April Henderson
Surgery is tomorrow
Feb 19, 2008
Surgery Was Canceled
Feb 06, 2008
Pre-Op Diet
Jan 22, 2008
Just wanted to check in and say that today starts the 2 week pre-op diet. YIPPEE! I'm going to do my best. Wish me luck!
I'm the SYSK for the Week!
Jan 21, 2008
3 Weeks to Surgery
Jan 16, 2008
My Letter to Family/Friends and Co-Workers
Jan 11, 2008
To the Many Important people in my life,
If you are receiving this email & letter, it means that first off, you are special to me. It also means that I want you to know about my upcoming life changes. As some of you may already know, I have a leave of absence scheduled for 02/05/08-03/19/08. This letter is to inform all the people that I think need to know or that I want to know of what the leave is for and also to hopefully give you an understanding of why. This also allows me a forum to explain my reasoning and to hopefully answer questions that some of you may have. This may be a lengthy letter, so please bear with me.

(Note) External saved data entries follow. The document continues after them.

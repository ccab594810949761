//! Question data command handlers.

use std::sync::Arc;

use survey_core::RecordId;

use crate::bridge::{question_context, Primitives};
use crate::convert::convert_result;
use crate::{Output, Result};

/// Handle QuestionDataList command.
pub fn question_data_list(
    p: &Arc<Primitives>,
    name: Option<String>,
    record_type: Option<String>,
) -> Result<Output> {
    let ctx = question_context(name);
    let records = convert_result(p.questions.list(&ctx, record_type.as_deref()))?;
    Ok(Output::Objects(records))
}

/// Handle QuestionDataGet command.
pub fn question_data_get(p: &Arc<Primitives>, record: RecordId) -> Result<Output> {
    let out = convert_result(p.questions.get(record))?;
    Ok(Output::Object(out))
}

/// Handle QuestionDataCreate command.
pub fn question_data_create(
    p: &Arc<Primitives>,
    name: Option<String>,
    payload: serde_json::Value,
) -> Result<Output> {
    let ctx = question_context(name);
    let out = convert_result(p.questions.create(&ctx, payload))?;
    Ok(Output::Object(out))
}

/// Handle QuestionDataUpdate command.
pub fn question_data_update(
    p: &Arc<Primitives>,
    record: RecordId,
    name: Option<String>,
    payload: serde_json::Value,
    partial: bool,
) -> Result<Output> {
    let ctx = question_context(name);
    let out = convert_result(p.questions.update(&ctx, record, payload, partial))?;
    Ok(Output::Object(out))
}

/// Handle QuestionDataDelete command.
pub fn question_data_delete(p: &Arc<Primitives>, record: RecordId) -> Result<Output> {
    convert_result(p.questions.delete(record))?;
    Ok(Output::Unit)
}
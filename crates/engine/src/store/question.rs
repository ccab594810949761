use std::sync::Arc;

use survey_core::{JsonMap, RecordId, SurveyResult};

use crate::database::Database;
use crate::records::RecordAccess;
use crate::registry::TypeRegistry;
use crate::serialize::{QuestionDataSerializer, RequestContext, NAME_PARAM};

/// Question metadata records, scoped by the `name` query parameter.
#[derive(Clone)]
pub struct QuestionStore {
    db: Arc<Database>,
}

impl QuestionStore {
    /// Create a new QuestionStore backed by the given database.
    pub fn new(db: Arc<Database>) -> Self {
        Self { db }
    }

    /// Records matching the context `name` (when given) and `record_type`
    pub fn list(&self, ctx: &RequestContext, record_type: Option<&str>) -> SurveyResult<Vec<JsonMap>> {
        let config = self.db.config();
        let routes = self.db.routes();
        let serializer = QuestionDataSerializer::new(&config, &routes);

        self.db.transaction(|txn| {
            let registry = TypeRegistry::load(txn)?;
            txn.filter_question_data(ctx.query_param(NAME_PARAM), record_type)?
                .iter()
                .map(|record| serializer.to_representation(&registry, record))
                .collect()
        })
    }

    pub fn get(&self, id: RecordId) -> SurveyResult<JsonMap> {
        let config = self.db.config();
        let routes = self.db.routes();
        let serializer = QuestionDataSerializer::new(&config, &routes);

        self.db.transaction(|txn| {
            let record = txn.question_data(id)?;
            let registry = TypeRegistry::load(txn)?;
            serializer.to_representation(&registry, &record)
        })
    }

    pub fn create(&self, ctx: &RequestContext, payload: serde_json::Value) -> SurveyResult<JsonMap> {
        let config = self.db.config();
        let routes = self.db.routes();
        let serializer = QuestionDataSerializer::new(&config, &routes);

        self.db.transaction(|txn| {
            let record = serializer.create(txn, ctx, payload)?;
            let registry = TypeRegistry::load(txn)?;
            serializer.to_representation(&registry, &record)
        })
    }

    /// Full (`PUT`) or partial (`PATCH`) update
    pub fn update(
        &self,
        ctx: &RequestContext,
        id: RecordId,
        payload: serde_json::Value,
        partial: bool,
    ) -> SurveyResult<JsonMap> {
        let config = self.db.config();
        let routes = self.db.routes();
        let serializer = QuestionDataSerializer::new(&config, &routes);

        self.db.transaction(|txn| {
            let record = serializer.update(txn, ctx, id, payload, partial)?;
            let registry = TypeRegistry::load(txn)?;
            serializer.to_representation(&registry, &record)
        })
    }

    pub fn delete(&self, id: RecordId) -> SurveyResult<()> {
        self.db.transaction(|txn| {
            txn.question_data(id)?;
            txn.delete_question_data(id);
            Ok(())
        })
    }
}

I have always been the funny, outgoing, pretty-faced fluffy girl. I have never had a problem with that and have maintained a sense of who I am throughout my life. I have never not liked myself or wished that I could be somebody else or in someone else’s body. I have always had good self-esteem.
What you may or may not know however, is that because of my weight I suffer from Poly-Cystic Ovarian Syndrome. This condition is where I have many cysts on my ovaries which makes me unable to ovulate. This has led to infertility for me and Jayson. Without a dramatic weight loss, I may never be able to conceive, which would be absolutely heartbreaking for me. I also have severe family history in almost all of the women on my mother’s side of diabetes, heart problems, high blood pressure and some cancer. It usually starts rearing its ugly head around 30 years old, so as you can tell… I’m not too far off from that. I have also been limited by my weight to do the things I love: rollercoasters, acting (they hardly ever cast the fat talented girl ☺), skydiving, etc.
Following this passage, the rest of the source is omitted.